WORK REQUEST: An exact copy of the listing is what is needed here; write it out in full.

SUPPLIED DATA:
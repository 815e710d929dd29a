//! Interface definitions for the search index and the primary store.
//!
//! Both collaborators sit behind traits so that backends can be swapped and
//! the pipeline can be tested against in-memory implementations.

mod key_value_store;
mod search_index_provider;

pub use key_value_store::KeyValueStore;
pub use search_index_provider::SearchIndexProvider;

RESPONSE:
repository 815e710d929dd29a
//! Interface definitions for the search index and the primary store.
//!
//! Both collaborators sit behind traits so that backends can be swapped and
//! the pipeline can be tested against in-memory implementations.

mod key_value_store;
mod search_index_provider;

pub use key_value_store::KeyValueStore;
pub use search_index_provider::SearchIndexProvider;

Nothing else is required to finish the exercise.